A Sysco employee has come up with a solution for Fernie restaurants seeking biodegradable options in replacement of plastics.
That Sysco employee doesn’t live here any more but Fernie is his home town, and when he heard that some businesses were moving away from plastic products, he felt obligated to share his knowledge of the packaging industry.
Read more: Fernie businesses go green
Sysco is the main distributor of food products to restaurants in Fernie and presented “Green Fernie”, a showcase of biodegradable and compostable products on June 20 at the Park Place Lodge.
Everyone was welcome to view the many products on display and restaurant owners and employees were encouraged to attend.

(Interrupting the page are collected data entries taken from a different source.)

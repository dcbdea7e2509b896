//! Retrieval engines.
//!
//! Every engine answers the same question through [`Retriever`]: given a
//! query and a neighbour count, which documents are closest? They differ in
//! how they search:
//!
//! - [`BasicSearchEngine`] scans every indexed vector
//! - [`SearchEngine`] walks a [`NaiveKdTree`] for the single nearest document
//! - [`AdvancedSearchEngine`] walks a [`KdTree`] for the k nearest
//! - [`ClusteringSearchEngine`] trains k-means and searches one cluster
//! - [`VectorDbSearchEngine`] scans the database's stored vectors
//!
//! [`VectorDbEngine`] binds one of them to a [`DocumentVectorDb`].
//!
//! [`DocumentVectorDb`]: crate::vector::DocumentVectorDb

mod basic;
mod clustering;
mod kdtree;
mod tree;
mod vectordb;

pub use basic::{BasicSearchEngine, calculate_knn};
pub use clustering::ClusteringSearchEngine;
pub use kdtree::{KdTree, NaiveKdTree};
pub use tree::{AdvancedSearchEngine, SearchEngine};
pub use vectordb::{VectorDbEngine, VectorDbSearchEngine};

use tracing::{debug, warn};

use crate::error::{RetrievalError, RetrievalResult};
use crate::text::{Tokenizer, Vectorizer};
use crate::vector::{Vector, VectorDimension};

/// A strategy that ranks documents against a text query.
pub trait Retriever {
    /// Up to `n_neighbours` `(distance, document)` pairs, ascending by
    /// distance.
    fn retrieve_relevant_documents(
        &mut self,
        query: &str,
        n_neighbours: usize,
    ) -> RetrievalResult<Vec<(f64, String)>>;
}

/// Reject empty queries and zero neighbour counts.
pub(crate) fn validate_request(query: &str, n_neighbours: usize) -> RetrievalResult<()> {
    if query.trim().is_empty() {
        return Err(RetrievalError::invalid_argument("query cannot be empty"));
    }
    if n_neighbours == 0 {
        return Err(RetrievalError::invalid_argument(
            "number of neighbours must be greater than zero",
        ));
    }
    Ok(())
}

/// Turn a text query into a vector in the vectorizer's space.
///
/// Fails when the query has no tokens left after stop word removal, or when
/// the vectorizer has not been fitted.
pub fn vectorize_query(
    tokenizer: &Tokenizer,
    vectorizer: &dyn Vectorizer,
    query: &str,
) -> RetrievalResult<Vector> {
    let tokens = tokenizer.tokenize(query);
    if tokens.is_empty() {
        return Err(RetrievalError::computation(
            "query vectorization",
            format!("query {query:?} has no usable tokens"),
        ));
    }
    let vector = vectorizer.vectorize(&tokens)?;
    if vector.is_empty() {
        return Err(RetrievalError::computation(
            "query vectorization",
            "vectorizer produced an empty vector",
        ));
    }
    VectorDimension::new(vectorizer.dimension())?.validate_vector(&vector)?;

    let matched = vectorizer.vector2tokens(&vector);
    if matched.is_empty() {
        warn!("No query term of {query:?} is in the vocabulary");
    } else {
        debug!("Query terms in vocabulary: {matched:?}");
    }
    Ok(vector)
}
//! Input/Output handling for the CLI.
//!
//! This module provides:
//! - Corpus loading from text files
//! - Consistent exit codes

pub mod corpus;
pub mod exit_code;

pub use corpus::read_corpus;
pub use exit_code::ExitCode;
//! Configuration module for docluster.
//!
//! This module provides a layered configuration system that supports:
//! - Default values
//! - TOML configuration file
//! - Environment variable overrides
//! - CLI argument overrides
//!
//! # Environment Variables
//!
//! Environment variables must be prefixed with `DOCLUSTER_` and use double
//! underscores to separate nested levels:
//! - `DOCLUSTER_CLUSTERING__N_CLUSTERS=5` sets `clustering.n_clusters`
//! - `DOCLUSTER_SEARCH__ENGINE=tree` sets `search.engine`
//! - `DOCLUSTER_DEBUG=true` sets `debug`

use figment::{
    Figment,
    providers::{Env, Format, Serialized, Toml},
};
use serde::{Deserialize, Serialize};
use std::path::{Path, PathBuf};

use crate::error::{RetrievalError, RetrievalResult};
use crate::text::Bm25Params;

/// Directory holding the settings file, searched from the current directory
/// upwards.
pub const CONFIG_DIR: &str = ".docluster";

/// Settings file name inside [`CONFIG_DIR`].
pub const CONFIG_FILE: &str = "settings.toml";

#[derive(Debug, Deserialize, Serialize, Clone)]
pub struct Settings {
    /// Version of the configuration schema
    #[serde(default = "default_version")]
    pub version: u32,

    /// Verbose logging
    #[serde(default = "default_false")]
    pub debug: bool,

    /// Corpus preprocessing
    #[serde(default)]
    pub corpus: CorpusConfig,

    /// BM25 weighting parameters
    #[serde(default)]
    pub bm25: Bm25Config,

    /// K-means training
    #[serde(default)]
    pub clustering: ClusteringConfig,

    /// Retrieval defaults
    #[serde(default)]
    pub search: SearchConfig,

    /// Cluster report output
    #[serde(default)]
    pub report: ReportConfig,
}

#[derive(Debug, Deserialize, Serialize, Clone, Default)]
pub struct CorpusConfig {
    /// Inline stop words
    #[serde(default)]
    pub stop_words: Vec<String>,

    /// File with one stop word per line, merged with `stop_words`
    #[serde(skip_serializing_if = "Option::is_none")]
    pub stop_words_path: Option<PathBuf>,
}

#[derive(Debug, Deserialize, Serialize, Clone, Copy, PartialEq)]
pub struct Bm25Config {
    /// Term frequency saturation
    #[serde(default = "default_k1")]
    pub k1: f64,

    /// Document length normalization
    #[serde(default = "default_b")]
    pub b: f64,
}

#[derive(Debug, Deserialize, Serialize, Clone, Copy, PartialEq)]
pub struct ClusteringConfig {
    /// Number of clusters (k)
    #[serde(default = "default_n_clusters")]
    pub n_clusters: usize,

    /// Maximum centroid movement still considered converged
    #[serde(default = "default_convergence_threshold")]
    pub convergence_threshold: f64,

    /// Upper bound on training iterations
    #[serde(default = "default_max_iterations")]
    pub max_iterations: usize,
}

/// Retrieval strategy selectable from configuration and the CLI.
#[derive(Debug, Deserialize, Serialize, Clone, Copy, PartialEq, Eq, clap::ValueEnum)]
#[serde(rename_all = "lowercase")]
pub enum EngineKind {
    /// Exact scan over the database vectors
    Basic,
    /// Single nearest neighbour through a naive KD-tree
    Tree,
    /// k nearest neighbours through a pruning KD-tree
    Advanced,
    /// Search restricted to the nearest k-means cluster
    Clustering,
}

#[derive(Debug, Deserialize, Serialize, Clone, Copy, PartialEq)]
pub struct SearchConfig {
    /// Default retrieval strategy
    #[serde(default = "default_engine")]
    pub engine: EngineKind,

    /// Default number of documents returned
    #[serde(default = "default_n_neighbours")]
    pub n_neighbours: usize,
}

#[derive(Debug, Deserialize, Serialize, Clone, PartialEq)]
pub struct ReportConfig {
    /// Example documents listed per cluster
    #[serde(default = "default_num_examples")]
    pub num_examples: usize,

    /// Where the JSON report is written
    #[serde(default = "default_report_path")]
    pub output_path: PathBuf,
}

// Default value functions
fn default_version() -> u32 {
    1
}
fn default_false() -> bool {
    false
}
fn default_k1() -> f64 {
    crate::text::bm25::DEFAULT_K1
}
fn default_b() -> f64 {
    crate::text::bm25::DEFAULT_B
}
fn default_n_clusters() -> usize {
    3
}
fn default_convergence_threshold() -> f64 {
    1e-7
}
fn default_max_iterations() -> usize {
    300
}
fn default_engine() -> EngineKind {
    EngineKind::Clustering
}
fn default_n_neighbours() -> usize {
    3
}
fn default_num_examples() -> usize {
    3
}
fn default_report_path() -> PathBuf {
    PathBuf::from("cluster_report.json")
}

impl Default for Settings {
    fn default() -> Self {
        Self {
            version: default_version(),
            debug: false,
            corpus: CorpusConfig::default(),
            bm25: Bm25Config::default(),
            clustering: ClusteringConfig::default(),
            search: SearchConfig::default(),
            report: ReportConfig::default(),
        }
    }
}

impl Default for Bm25Config {
    fn default() -> Self {
        Self {
            k1: default_k1(),
            b: default_b(),
        }
    }
}

impl From<Bm25Config> for Bm25Params {
    fn from(config: Bm25Config) -> Self {
        Self {
            k1: config.k1,
            b: config.b,
        }
    }
}

impl Default for ClusteringConfig {
    fn default() -> Self {
        Self {
            n_clusters: default_n_clusters(),
            convergence_threshold: default_convergence_threshold(),
            max_iterations: default_max_iterations(),
        }
    }
}

impl ClusteringConfig {
    /// Default settings with a different cluster count.
    #[must_use]
    pub fn with_clusters(n_clusters: usize) -> Self {
        Self {
            n_clusters,
            ..Self::default()
        }
    }
}

impl Default for SearchConfig {
    fn default() -> Self {
        Self {
            engine: default_engine(),
            n_neighbours: default_n_neighbours(),
        }
    }
}

impl Default for ReportConfig {
    fn default() -> Self {
        Self {
            num_examples: default_num_examples(),
            output_path: default_report_path(),
        }
    }
}

impl Settings {
    /// Load configuration from all sources
    pub fn load() -> Result<Self, Box<figment::Error>> {
        let config_path = Self::find_workspace_config()
            .unwrap_or_else(|| PathBuf::from(CONFIG_DIR).join(CONFIG_FILE));
        Self::load_from(config_path)
    }

    /// Load configuration from a specific file, still honouring environment
    /// overrides
    pub fn load_from(path: impl AsRef<Path>) -> Result<Self, Box<figment::Error>> {
        let settings: Self = Figment::new()
            .merge(Serialized::defaults(Settings::default()))
            .merge(Toml::file(path.as_ref()))
            // Double underscore becomes a nesting dot, single underscores stay
            .merge(Env::prefixed("DOCLUSTER_").map(|key| {
                key.as_str().to_lowercase().replace("__", ".").into()
            }))
            .extract()
            .map_err(Box::new)?;

        Bm25Params::from(settings.bm25)
            .validate()
            .map_err(|e| Box::new(figment::Error::from(format!("[bm25] {e}"))))?;
        Ok(settings)
    }

    /// Find the settings file by looking for a `.docluster` directory from
    /// the current directory up to the root
    fn find_workspace_config() -> Option<PathBuf> {
        let current = std::env::current_dir().ok()?;

        current
            .ancestors()
            .map(|ancestor| ancestor.join(CONFIG_DIR))
            .find(|dir| dir.is_dir())
            .map(|dir| dir.join(CONFIG_FILE))
    }

    /// Save current configuration to file
    pub fn save(&self, path: impl AsRef<Path>) -> Result<(), Box<dyn std::error::Error>> {
        if let Some(parent) = path.as_ref().parent() {
            std::fs::create_dir_all(parent)?;
        }

        let toml_string = toml::to_string_pretty(self)?;
        std::fs::write(path, toml_string)?;

        Ok(())
    }

    /// All stop words: inline ones plus the contents of `stop_words_path`.
    pub fn stop_words(&self) -> RetrievalResult<Vec<String>> {
        let mut words = self.corpus.stop_words.clone();
        if let Some(path) = &self.corpus.stop_words_path {
            let content = std::fs::read_to_string(path).map_err(|e| {
                RetrievalError::invalid_argument(format!(
                    "cannot read stop words from '{}': {e}",
                    path.display()
                ))
            })?;
            words.extend(
                content
                    .lines()
                    .map(str::trim)
                    .filter(|word| !word.is_empty())
                    .map(str::to_string),
            );
        }
        Ok(words)
    }

    /// Create a default settings file with helpful comments
    pub fn init_config_file(force: bool) -> Result<PathBuf, Box<dyn std::error::Error>> {
        let config_path = PathBuf::from(CONFIG_DIR).join(CONFIG_FILE);

        if !force && config_path.exists() {
            return Err("Configuration file already exists. Use --force to overwrite".into());
        }

        if let Some(parent) = config_path.parent() {
            std::fs::create_dir_all(parent)?;
        }

        let template = r#"# docluster configuration file

# Version of the configuration schema
version = 1

# Verbose logging to stderr
debug = false

[corpus]
# Words removed by the tokenizer
stop_words = ["a", "an", "and", "in", "of", "on", "the", "to"]

# Optional file with one stop word per line (merged with the list above)
# stop_words_path = "stop_words.txt"

[bm25]
k1 = 1.5
b = 0.75

[clustering]
# Number of k-means clusters
n_clusters = 3

# Centroid movement at or below which training stops
convergence_threshold = 1e-7

# Hard cap on training iterations
max_iterations = 300

[search]
# basic | tree | advanced | clustering
engine = "clustering"
n_neighbours = 3

[report]
num_examples = 3
output_path = "cluster_report.json"
"#;

        std::fs::write(&config_path, template)?;

        if force {
            println!("Overwrote configuration at: {}", config_path.display());
        } else {
            println!(
                "Created default configuration at: {}",
                config_path.display()
            );
        }

        Ok(config_path)
    }
}
//! Vector storage for document retrieval.
//!
//! This module holds the document/vector database and the distance function
//! every retrieval strategy uses to compare vectors.
//!
//! # Architecture
//! Documents are tokenized and weighted with BM25 into dense vectors over a
//! sorted vocabulary. Vectors live in an ordered map keyed by document index
//! so iteration order is always the ingestion order.

mod db;
mod distance;
mod types;

pub use db::DocumentVectorDb;
pub use distance::{calculate_distance, squared_distance};
pub use types::{Vector, VectorDimension};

Lee Gilmar, the brains behind this workshop, hoped it would give restaurant owners a chance to see the many green options available to them and make the switch from plastics.
“I’d like to see it (Fernie) more green,” he said before the show.
“I have a captive audience and I think we can make a really big impact by just showing them the right products.”
Companies such as Pactiv, Polar, Worldcentric, and more, are derivatives of companies that started with the solo foam cup and eventually moved away from them.
These and more were present at the workshop.
Working in the food products business, Gilmar has noticed that the culture is changing.
But is it affordable? Gilmar says yes, but it takes some planning.
“That’s why a lot of restaurateurs choose to use inexpensive options,” he said.
“Let’s be honest, food’s expensive. It’s not a million dollar business.
He said when most restaurants looked at the cost per unit of packaging, whether that be a coffee cup or aluminum foil container, owners really took into account their cost because at the end of the day it affected their bottom line, especially if they were producing 1000 meals a month or more.
Gilmar proposed that restaurants simply start charging an ‘eco-fee’ to the end user for the container to help offset the cost of a slightly more expensive, but greener packaging method.
Alternatively, he proposed that restaurants encourage customers to bring their own containers.